- How to complete this task
Whenever the string "Selectable" turns up in a line below, that line should be copied.

- Data to examine
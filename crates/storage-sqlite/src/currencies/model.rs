//! Database models for currency storage.

use std::collections::HashMap;
use std::str::FromStr;

use chrono::NaiveDateTime;
use diesel::prelude::*;
use rust_decimal::Decimal;

use shopadmin_core::currencies::{
    Currency, CurrencyUpdate, ValidatedCurrency, DEFAULT_DECIMAL_DIGITS,
};

use crate::schema::{currencies, currency_shops};

/// Database model for a currency row.
#[derive(Queryable, Selectable, Insertable, AsChangeset, Debug, Clone)]
#[diesel(table_name = currencies)]
#[diesel(check_for_backend(diesel::sqlite::Sqlite))]
pub struct CurrencyDB {
    pub id: String,
    pub iso_code: String,
    pub numeric_iso_code: Option<i32>,
    pub decimal_digits: i32,
    pub exchange_rate: String,
    pub unofficial: bool,
    pub enabled: bool,
    pub names: Option<String>,
    pub symbols: Option<String>,
    pub created_at: NaiveDateTime,
    pub updated_at: NaiveDateTime,
}

/// Database model for a currency/shop association row.
#[derive(Queryable, Selectable, Insertable, Debug, Clone)]
#[diesel(table_name = currency_shops)]
#[diesel(check_for_backend(diesel::sqlite::Sqlite))]
pub struct CurrencyShopDB {
    pub currency_id: String,
    pub shop_id: i32,
}

fn parse_locale_map(raw: Option<&str>) -> HashMap<String, String> {
    raw.filter(|s| !s.is_empty())
        .and_then(|s| serde_json::from_str(s).ok())
        .unwrap_or_default()
}

fn to_locale_json(map: &HashMap<String, String>) -> Option<String> {
    if map.is_empty() {
        None
    } else {
        serde_json::to_string(map).ok()
    }
}

impl CurrencyDB {
    /// Builds the domain view from this row and its shop association rows.
    pub fn into_domain(self, shop_ids: Vec<i32>) -> Currency {
        Currency {
            id: self.id,
            iso_code: self.iso_code,
            numeric_iso_code: self
                .numeric_iso_code
                .and_then(|code| u16::try_from(code).ok()),
            decimal_digits: u8::try_from(self.decimal_digits).unwrap_or(DEFAULT_DECIMAL_DIGITS),
            exchange_rate: Decimal::from_str(&self.exchange_rate).unwrap_or_default(),
            unofficial: self.unofficial,
            enabled: self.enabled,
            names: parse_locale_map(self.names.as_deref()),
            symbols: parse_locale_map(self.symbols.as_deref()),
            shop_ids,
            created_at: self.created_at,
            updated_at: self.updated_at,
        }
    }

    /// Applies the mutable fields of an update onto this row.
    pub fn apply_update(&mut self, update: &CurrencyUpdate) {
        self.exchange_rate = update.exchange_rate.to_string();
        self.enabled = update.enabled;
        self.names = to_locale_json(&update.names);
        self.symbols = to_locale_json(&update.symbols);
        self.updated_at = chrono::Utc::now().naive_utc();
    }
}

impl From<&ValidatedCurrency> for CurrencyDB {
    fn from(validated: &ValidatedCurrency) -> Self {
        let now = chrono::Utc::now().naive_utc();
        let new_currency = &validated.new_currency;
        Self {
            // Assigned by the repository at insert time
            id: String::new(),
            iso_code: new_currency.normalized_iso_code(),
            numeric_iso_code: Some(i32::from(validated.numeric_iso_code)),
            decimal_digits: i32::from(validated.decimal_digits),
            exchange_rate: new_currency.exchange_rate.to_string(),
            unofficial: new_currency.unofficial,
            enabled: new_currency.enabled,
            names: to_locale_json(&new_currency.names),
            symbols: to_locale_json(&new_currency.symbols),
            created_at: now,
            updated_at: now,
        }
    }
}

- Solution to this exercise
#[derive(Queryable, Selectable, Insertable, AsChangeset, Debug, Clone)]
#[derive(Queryable, Selectable, Insertable, Debug, Clone)]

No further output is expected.